(Stored data)

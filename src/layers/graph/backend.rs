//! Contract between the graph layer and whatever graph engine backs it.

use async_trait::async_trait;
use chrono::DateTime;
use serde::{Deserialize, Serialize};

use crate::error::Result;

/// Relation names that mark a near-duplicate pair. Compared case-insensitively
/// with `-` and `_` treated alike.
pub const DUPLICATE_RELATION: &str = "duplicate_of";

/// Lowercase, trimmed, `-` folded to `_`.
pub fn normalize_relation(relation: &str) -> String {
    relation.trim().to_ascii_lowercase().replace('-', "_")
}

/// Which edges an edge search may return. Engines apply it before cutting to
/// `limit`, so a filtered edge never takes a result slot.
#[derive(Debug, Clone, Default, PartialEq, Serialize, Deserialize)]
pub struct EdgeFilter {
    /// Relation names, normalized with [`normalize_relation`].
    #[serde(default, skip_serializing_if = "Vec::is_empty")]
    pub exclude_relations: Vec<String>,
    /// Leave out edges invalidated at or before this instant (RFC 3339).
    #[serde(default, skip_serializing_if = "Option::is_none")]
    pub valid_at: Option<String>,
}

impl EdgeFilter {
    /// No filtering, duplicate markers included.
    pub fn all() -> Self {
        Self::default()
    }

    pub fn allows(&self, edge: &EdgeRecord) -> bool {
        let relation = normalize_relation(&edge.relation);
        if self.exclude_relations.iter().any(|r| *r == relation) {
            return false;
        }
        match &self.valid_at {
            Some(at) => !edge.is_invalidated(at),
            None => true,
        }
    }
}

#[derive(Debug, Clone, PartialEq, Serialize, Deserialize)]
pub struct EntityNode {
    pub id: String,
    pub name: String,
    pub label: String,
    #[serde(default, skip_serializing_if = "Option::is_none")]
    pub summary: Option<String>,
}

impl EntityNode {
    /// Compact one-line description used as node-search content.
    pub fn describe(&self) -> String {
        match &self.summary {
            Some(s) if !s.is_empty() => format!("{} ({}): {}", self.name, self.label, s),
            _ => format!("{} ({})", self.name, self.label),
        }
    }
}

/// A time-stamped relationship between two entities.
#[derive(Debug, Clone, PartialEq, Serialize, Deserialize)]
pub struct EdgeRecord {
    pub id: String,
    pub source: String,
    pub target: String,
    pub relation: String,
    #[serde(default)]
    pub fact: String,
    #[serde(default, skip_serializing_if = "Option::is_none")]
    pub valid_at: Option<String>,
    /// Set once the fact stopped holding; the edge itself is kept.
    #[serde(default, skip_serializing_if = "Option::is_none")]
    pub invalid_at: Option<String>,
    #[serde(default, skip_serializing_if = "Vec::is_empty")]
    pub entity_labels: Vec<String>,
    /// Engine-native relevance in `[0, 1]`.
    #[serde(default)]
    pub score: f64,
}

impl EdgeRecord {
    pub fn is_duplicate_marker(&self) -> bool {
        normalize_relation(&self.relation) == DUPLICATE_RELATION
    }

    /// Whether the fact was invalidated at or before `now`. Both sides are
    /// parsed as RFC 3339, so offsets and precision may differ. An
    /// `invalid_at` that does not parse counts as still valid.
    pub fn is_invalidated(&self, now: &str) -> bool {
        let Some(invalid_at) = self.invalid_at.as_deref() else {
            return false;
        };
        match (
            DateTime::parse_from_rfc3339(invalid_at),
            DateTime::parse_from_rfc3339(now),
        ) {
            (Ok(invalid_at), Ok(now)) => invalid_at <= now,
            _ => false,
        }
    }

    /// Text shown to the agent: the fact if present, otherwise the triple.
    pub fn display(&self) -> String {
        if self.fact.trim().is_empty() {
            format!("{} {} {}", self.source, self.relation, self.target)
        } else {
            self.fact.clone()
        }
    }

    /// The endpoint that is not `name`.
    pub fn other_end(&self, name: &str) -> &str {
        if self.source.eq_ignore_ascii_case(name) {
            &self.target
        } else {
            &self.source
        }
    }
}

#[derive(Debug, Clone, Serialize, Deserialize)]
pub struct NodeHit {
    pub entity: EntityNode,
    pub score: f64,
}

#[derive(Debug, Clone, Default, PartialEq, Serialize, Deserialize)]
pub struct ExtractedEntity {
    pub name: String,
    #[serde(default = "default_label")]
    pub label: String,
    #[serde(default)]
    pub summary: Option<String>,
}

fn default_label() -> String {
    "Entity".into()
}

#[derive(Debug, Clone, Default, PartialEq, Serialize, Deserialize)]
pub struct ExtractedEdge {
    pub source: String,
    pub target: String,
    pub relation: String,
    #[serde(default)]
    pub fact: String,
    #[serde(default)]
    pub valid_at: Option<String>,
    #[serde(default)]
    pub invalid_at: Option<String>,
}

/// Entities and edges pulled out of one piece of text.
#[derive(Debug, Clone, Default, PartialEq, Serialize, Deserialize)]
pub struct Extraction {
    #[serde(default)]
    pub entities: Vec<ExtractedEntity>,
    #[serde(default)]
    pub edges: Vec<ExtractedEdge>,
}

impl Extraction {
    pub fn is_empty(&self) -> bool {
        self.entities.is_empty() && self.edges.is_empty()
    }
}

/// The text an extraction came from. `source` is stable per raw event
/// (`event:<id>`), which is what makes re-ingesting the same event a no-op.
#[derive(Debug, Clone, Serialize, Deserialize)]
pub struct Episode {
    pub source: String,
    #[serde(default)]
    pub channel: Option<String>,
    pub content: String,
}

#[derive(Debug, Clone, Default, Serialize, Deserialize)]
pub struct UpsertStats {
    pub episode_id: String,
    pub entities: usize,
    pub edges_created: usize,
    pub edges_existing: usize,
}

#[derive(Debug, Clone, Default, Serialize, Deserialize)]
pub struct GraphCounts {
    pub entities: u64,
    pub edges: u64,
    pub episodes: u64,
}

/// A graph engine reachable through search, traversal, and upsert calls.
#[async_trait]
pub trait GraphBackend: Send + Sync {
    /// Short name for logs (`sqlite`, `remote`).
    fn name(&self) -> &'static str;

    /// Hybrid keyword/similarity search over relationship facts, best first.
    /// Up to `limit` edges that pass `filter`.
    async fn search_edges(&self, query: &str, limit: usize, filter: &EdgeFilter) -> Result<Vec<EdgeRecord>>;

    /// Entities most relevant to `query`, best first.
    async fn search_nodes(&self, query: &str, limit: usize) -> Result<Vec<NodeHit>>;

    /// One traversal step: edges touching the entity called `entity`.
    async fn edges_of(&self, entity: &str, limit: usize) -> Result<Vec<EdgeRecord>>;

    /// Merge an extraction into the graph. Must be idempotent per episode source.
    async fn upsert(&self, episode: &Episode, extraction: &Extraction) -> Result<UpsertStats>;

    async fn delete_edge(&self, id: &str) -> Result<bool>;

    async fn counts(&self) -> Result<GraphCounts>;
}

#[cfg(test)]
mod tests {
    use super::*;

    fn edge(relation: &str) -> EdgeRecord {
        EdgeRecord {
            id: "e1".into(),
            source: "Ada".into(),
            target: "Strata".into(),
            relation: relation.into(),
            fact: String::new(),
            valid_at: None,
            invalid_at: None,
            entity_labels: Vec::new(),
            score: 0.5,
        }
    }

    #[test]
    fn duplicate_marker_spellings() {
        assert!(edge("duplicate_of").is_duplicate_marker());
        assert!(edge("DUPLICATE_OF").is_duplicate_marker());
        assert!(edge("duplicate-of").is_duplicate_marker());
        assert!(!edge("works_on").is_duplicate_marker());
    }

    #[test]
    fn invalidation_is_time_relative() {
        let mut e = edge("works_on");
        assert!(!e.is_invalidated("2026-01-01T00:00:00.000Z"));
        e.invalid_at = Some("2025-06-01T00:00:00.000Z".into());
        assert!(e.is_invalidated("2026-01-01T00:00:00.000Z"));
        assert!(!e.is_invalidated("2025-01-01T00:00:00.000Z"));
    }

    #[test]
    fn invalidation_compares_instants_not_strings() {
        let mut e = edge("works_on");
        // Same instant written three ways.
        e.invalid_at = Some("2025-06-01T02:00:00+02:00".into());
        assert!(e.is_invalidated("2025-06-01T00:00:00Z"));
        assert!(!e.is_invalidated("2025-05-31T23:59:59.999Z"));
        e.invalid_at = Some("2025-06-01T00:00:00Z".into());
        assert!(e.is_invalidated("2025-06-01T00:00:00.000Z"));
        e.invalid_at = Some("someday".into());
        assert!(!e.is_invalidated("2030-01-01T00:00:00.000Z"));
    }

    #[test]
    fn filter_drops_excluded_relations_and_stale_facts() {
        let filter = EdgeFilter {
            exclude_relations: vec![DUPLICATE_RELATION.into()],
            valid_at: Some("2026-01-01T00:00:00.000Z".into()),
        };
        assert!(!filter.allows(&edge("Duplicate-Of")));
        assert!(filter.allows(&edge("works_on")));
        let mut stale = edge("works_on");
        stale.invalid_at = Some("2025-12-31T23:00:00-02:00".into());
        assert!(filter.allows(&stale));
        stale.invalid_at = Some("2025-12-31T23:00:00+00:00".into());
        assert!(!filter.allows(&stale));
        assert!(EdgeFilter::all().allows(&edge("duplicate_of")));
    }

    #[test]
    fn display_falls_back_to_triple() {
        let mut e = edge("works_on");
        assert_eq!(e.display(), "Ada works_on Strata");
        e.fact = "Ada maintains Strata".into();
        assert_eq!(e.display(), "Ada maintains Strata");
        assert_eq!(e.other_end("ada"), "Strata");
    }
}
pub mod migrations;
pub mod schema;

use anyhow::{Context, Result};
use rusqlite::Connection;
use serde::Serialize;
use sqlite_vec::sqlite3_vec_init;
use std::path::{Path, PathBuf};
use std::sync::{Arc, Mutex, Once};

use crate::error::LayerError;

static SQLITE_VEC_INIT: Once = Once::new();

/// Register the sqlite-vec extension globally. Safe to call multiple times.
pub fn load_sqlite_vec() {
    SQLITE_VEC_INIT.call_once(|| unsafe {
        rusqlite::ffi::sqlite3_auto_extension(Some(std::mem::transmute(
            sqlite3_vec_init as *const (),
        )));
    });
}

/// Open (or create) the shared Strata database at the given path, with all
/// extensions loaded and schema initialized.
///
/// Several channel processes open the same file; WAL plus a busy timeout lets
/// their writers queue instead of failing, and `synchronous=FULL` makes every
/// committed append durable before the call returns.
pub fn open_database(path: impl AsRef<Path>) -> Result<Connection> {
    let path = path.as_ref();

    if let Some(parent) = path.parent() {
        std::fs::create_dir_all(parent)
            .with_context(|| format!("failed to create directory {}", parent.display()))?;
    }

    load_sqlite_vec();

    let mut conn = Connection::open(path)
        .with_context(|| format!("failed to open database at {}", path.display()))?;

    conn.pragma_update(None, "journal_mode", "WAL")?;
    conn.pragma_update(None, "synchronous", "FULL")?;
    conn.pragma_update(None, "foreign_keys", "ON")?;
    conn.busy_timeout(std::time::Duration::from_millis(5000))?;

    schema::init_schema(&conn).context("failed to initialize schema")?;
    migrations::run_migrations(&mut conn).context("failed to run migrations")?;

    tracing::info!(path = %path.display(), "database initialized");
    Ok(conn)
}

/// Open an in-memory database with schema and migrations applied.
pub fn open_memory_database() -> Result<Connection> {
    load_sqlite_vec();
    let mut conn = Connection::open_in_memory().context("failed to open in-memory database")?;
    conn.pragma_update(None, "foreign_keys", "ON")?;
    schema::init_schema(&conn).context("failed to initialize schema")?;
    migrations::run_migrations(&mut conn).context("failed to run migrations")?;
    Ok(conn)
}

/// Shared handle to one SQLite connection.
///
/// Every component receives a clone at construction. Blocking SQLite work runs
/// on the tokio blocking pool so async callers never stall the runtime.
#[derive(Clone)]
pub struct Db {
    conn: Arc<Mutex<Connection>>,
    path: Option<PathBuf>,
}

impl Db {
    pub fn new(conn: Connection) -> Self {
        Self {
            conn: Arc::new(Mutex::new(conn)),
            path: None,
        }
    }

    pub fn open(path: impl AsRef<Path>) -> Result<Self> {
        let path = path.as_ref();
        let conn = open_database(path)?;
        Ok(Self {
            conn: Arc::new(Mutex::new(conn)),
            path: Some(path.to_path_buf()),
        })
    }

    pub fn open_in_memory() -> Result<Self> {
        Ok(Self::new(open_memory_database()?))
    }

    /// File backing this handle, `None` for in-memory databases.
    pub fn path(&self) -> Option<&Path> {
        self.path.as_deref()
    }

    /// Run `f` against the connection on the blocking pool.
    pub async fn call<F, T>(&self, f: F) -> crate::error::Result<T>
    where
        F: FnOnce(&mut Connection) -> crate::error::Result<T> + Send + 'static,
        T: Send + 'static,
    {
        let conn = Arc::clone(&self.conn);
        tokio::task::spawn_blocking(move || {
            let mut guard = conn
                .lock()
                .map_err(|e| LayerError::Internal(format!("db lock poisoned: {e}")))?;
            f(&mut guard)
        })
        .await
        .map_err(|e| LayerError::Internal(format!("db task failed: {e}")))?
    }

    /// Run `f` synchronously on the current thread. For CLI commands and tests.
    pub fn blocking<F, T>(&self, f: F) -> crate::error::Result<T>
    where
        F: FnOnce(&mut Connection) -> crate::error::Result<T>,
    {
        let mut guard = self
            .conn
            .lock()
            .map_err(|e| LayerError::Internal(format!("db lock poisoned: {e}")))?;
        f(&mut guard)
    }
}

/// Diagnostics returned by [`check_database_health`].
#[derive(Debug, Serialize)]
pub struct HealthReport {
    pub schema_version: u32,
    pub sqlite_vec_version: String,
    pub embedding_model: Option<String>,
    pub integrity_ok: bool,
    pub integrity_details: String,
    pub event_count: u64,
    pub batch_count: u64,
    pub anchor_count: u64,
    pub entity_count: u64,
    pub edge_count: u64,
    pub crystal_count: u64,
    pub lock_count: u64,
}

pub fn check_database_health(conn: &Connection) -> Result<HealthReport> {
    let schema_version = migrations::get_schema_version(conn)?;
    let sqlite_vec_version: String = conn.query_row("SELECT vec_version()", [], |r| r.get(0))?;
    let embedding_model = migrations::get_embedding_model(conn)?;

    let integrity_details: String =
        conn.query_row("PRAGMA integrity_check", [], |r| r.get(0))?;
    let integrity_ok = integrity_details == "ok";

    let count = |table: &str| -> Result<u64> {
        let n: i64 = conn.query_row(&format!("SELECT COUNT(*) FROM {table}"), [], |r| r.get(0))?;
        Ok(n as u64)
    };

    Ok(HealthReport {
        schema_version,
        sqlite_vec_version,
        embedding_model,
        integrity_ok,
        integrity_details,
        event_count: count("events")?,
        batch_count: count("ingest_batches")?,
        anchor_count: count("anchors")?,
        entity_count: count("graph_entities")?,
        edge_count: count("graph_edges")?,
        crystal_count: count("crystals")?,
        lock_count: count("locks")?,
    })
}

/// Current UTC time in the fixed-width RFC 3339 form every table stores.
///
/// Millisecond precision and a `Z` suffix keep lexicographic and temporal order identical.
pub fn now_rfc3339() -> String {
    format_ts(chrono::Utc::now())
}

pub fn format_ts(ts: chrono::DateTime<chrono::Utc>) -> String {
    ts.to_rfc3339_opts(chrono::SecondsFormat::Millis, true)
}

Try it: The range runs from the line above containing "self.entities.is_empty() && self.edges.is_empty()" to the line containing "edges that pass", inclusive. Restate those lines word for word and no others.

Response to the exercise:
        self.entities.is_empty() && self.edges.is_empty()
    }
}

/// The text an extraction came from. `source` is stable per raw event
/// (`event:<id>`), which is what makes re-ingesting the same event a no-op.
#[derive(Debug, Clone, Serialize, Deserialize)]
pub struct Episode {
    pub source: String,
    #[serde(default)]
    pub channel: Option<String>,
    pub content: String,
}

#[derive(Debug, Clone, Default, Serialize, Deserialize)]
pub struct UpsertStats {
    pub episode_id: String,
    pub entities: usize,
    pub edges_created: usize,
    pub edges_existing: usize,
}

#[derive(Debug, Clone, Default, Serialize, Deserialize)]
pub struct GraphCounts {
    pub entities: u64,
    pub edges: u64,
    pub episodes: u64,
}

/// A graph engine reachable through search, traversal, and upsert calls.
#[async_trait]
pub trait GraphBackend: Send + Sync {
    /// Short name for logs (`sqlite`, `remote`).
    fn name(&self) -> &'static str;

    /// Hybrid keyword/similarity search over relationship facts, best first.
    /// Up to `limit` edges that pass `filter`.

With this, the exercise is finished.